Adam Smith (1723 - 1790) was a philosopher and widely popular Professor of Moral Philosophy, Glasgow, for whom honesty and ethical behavior constituted the highest of virtues. He was also a Scot living at times of less than equitable economic relations with England. After attending Glasgow from age 14, Smith attended Balliol College as Snell Exhibitioner, at the time of the ’45 Rebellion. He apparently agreed with little at Oxford save its library, and returned to Glasgow in 1746. 2 In a thoughtful essay, Helen Joyce writes

”Smith... made it clear in his writings that quite considerable structure was required in society before the invisible hand mechanism could work efficiently. For example, property rights must be strong, and there must be widespread adherence to moral norms, such as prohibitions against theft and misrepresentation...”

Thus Smith recognized from the outset the necessity of ”good faith and fair dealing”, which are at the foundation of modern contract law, and enforced through our court systems as part of the aforementioned ”considerable structure” required to encourage ”widespread adherence to moral norms.” He was cynical of private communication among common-market industrialists, believing such invariably lead to ”a conspiracy against the public or some contrivance to raise prices.”
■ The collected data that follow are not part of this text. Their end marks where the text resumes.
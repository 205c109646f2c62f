pub mod predict;
pub mod spell;
pub mod translit;

pub use predict::{Predictor, SystemModel, UserModel};
pub use spell::Lexicon;
pub use translit::{Scheme, Transliterator};
//! Transliteration completion backend.
//!
//! Drives a scheme-table transliteration session. The literal preedit is
//! always the first candidate; ranked transliterations follow. A prior
//! in-flight request is cancelled by id before a new one is issued —
//! single-threaded ordering discipline rather than true concurrency.

use klavis_engine::translit::{TranslitError, Transliterator};
use tracing::{debug, warn};

use crate::core::completer::{Completer, CompleterCore};
use crate::core::error::{EngineInitError, LanguageError};

pub struct TransliterationBackend {
    core: CompleterCore,
    session: Transliterator,
    pending: Option<u64>,
    max_completions: usize,
}

impl TransliterationBackend {
    pub const NAME: &'static str = "transliteration";

    pub fn new(scheme: &str, max_completions: usize) -> Result<Self, EngineInitError> {
        let session =
            Transliterator::builtin(scheme).map_err(|e| EngineInitError::Engine(Box::new(e)))?;
        Ok(Self {
            core: CompleterCore::new(Self::NAME),
            session,
            pending: None,
            max_completions,
        })
    }
}

impl Completer for TransliterationBackend {
    fn core(&self) -> &CompleterCore {
        &self.core
    }

    fn display_name(&self) -> Option<String> {
        Some(self.session.display_name().to_string())
    }

    fn refresh(&mut self) -> bool {
        if let Some(prev) = self.pending.take() {
            self.session.cancel(prev);
        }
        let preedit = self.core.preedit();
        if preedit.is_empty() {
            self.core.set_completions(None);
            return true;
        }

        let request = self.session.begin_request();
        self.pending = Some(request);
        let mut completions = vec![preedit.clone()];
        match self
            .session
            .transliterate(request, &preedit, self.max_completions.saturating_sub(1))
        {
            Ok(ranked) => {
                for candidate in ranked {
                    if !completions.contains(&candidate) {
                        completions.push(candidate);
                    }
                }
            }
            Err(e) => warn!(error = %e, "transliteration failed"),
        }
        self.pending = None;
        self.core.set_completions(Some(completions));
        true
    }

    fn set_language(&mut self, lang: &str, region: Option<&str>) -> Result<(), LanguageError> {
        if self.core.language().lang == lang {
            return Ok(());
        }
        match Transliterator::builtin(lang) {
            Ok(session) => {
                self.session = session;
                self.core.set_language_tag(lang, region);
                debug!(lang, scheme = self.session.scheme_name(), "scheme selected");
                Ok(())
            }
            Err(TranslitError::UnknownScheme(_)) => Err(LanguageError::MissingModel {
                lang: lang.to_string(),
            }),
            Err(e) => Err(LanguageError::Engine(Box::new(e))),
        }
    }
}

#[cfg(test)]
mod tests {
    use super::*;

    fn backend() -> TransliterationBackend {
        TransliterationBackend::new("deva", 3).unwrap()
    }

    #[test]
    fn test_unknown_scheme_fails_construction() {
        assert!(matches!(
            TransliterationBackend::new("xx", 3),
            Err(EngineInitError::Engine(_))
        ));
    }

    #[test]
    fn test_literal_preedit_is_first_candidate() {
        let mut b = backend();
        for sym in ["k", "a"] {
            assert!(b.feed_symbol(sym));
        }
        let completions = b.completions().unwrap();
        assert_eq!(completions[0], "ka");
        assert_eq!(completions[1], "क");
    }

    #[test]
    fn test_alternates_fill_remaining_slots() {
        let mut b = backend();
        b.set_preedit(Some("sha"));
        b.refresh();
        let completions = b.completions().unwrap();
        assert_eq!(completions, vec!["sha", "श", "ष"]);
    }

    #[test]
    fn test_language_switch() {
        let mut b = backend();
        assert!(b.set_language("hi", None).is_ok());
        assert!(matches!(
            b.set_language("fr", None),
            Err(LanguageError::MissingModel { .. })
        ));
    }

    #[test]
    fn test_display_name_comes_from_scheme() {
        let b = backend();
        assert_eq!(b.display_name().as_deref(), Some("देवनागरी"));
    }

    #[test]
    fn test_backspace_to_empty_clears_completions() {
        let mut b = backend();
        b.feed_symbol("k");
        assert!(b.completions().is_some());
        b.feed_symbol("KEY_BACKSPACE");
        assert!(b.completions().is_none());
    }
}
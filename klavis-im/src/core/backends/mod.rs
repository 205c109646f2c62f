//! Completion backend implementations.

mod dictionary;
mod fuzzy;
mod pipe;
mod predictive;
mod transliteration;

pub use dictionary::DictionaryBackend;
pub use fuzzy::FuzzyBackend;
pub use pipe::PipeBackend;
pub use predictive::PredictiveBackend;
pub use transliteration::TransliterationBackend;

use std::env;
use std::path::Path;

/// Check that `program` resolves to an executable file, either as a path or
/// through `PATH`.
pub(crate) fn resolve_executable(program: &str) -> bool {
    let path = Path::new(program);
    if path.is_absolute() || program.contains('/') {
        return path.is_file();
    }
    let Some(paths) = env::var_os("PATH") else {
        return false;
    };
    env::split_paths(&paths).any(|dir| dir.join(program).is_file())
}

/// Quote `text` for inclusion in a `sh -c` pipeline.
pub(crate) fn shell_quote(text: &str) -> String {
    format!("'{}'", text.replace('\'', "'\\''"))
}

/// Split command output on newlines, dropping the trailing empty element a
/// final newline produces.
pub(crate) fn split_lines(text: &str) -> Vec<String> {
    let mut lines: Vec<String> = text.split('\n').map(str::to_owned).collect();
    if lines.last().is_some_and(String::is_empty) {
        lines.pop();
    }
    lines
}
This is significant to Joyce’s discussion of the classic Prisoner’s Dilemma paradox, which illustrates several sub-optimal economic solutions (increased total prison time) that result from stifling the free-flow of ideas (communication) between the ”prisoners” by the ”police”. Note that TPD paradox is uniformly stated such that the prisoners’ alleged ”crime” is never identified. Joyce frames it thusly:

The ”Prisoner’s Dilemma”... describes two people in a simple situation, acting in an informed manner, both attempting to maximise their wellbeing, and yet making choices that lead to an unnecessarily poor outcome for both.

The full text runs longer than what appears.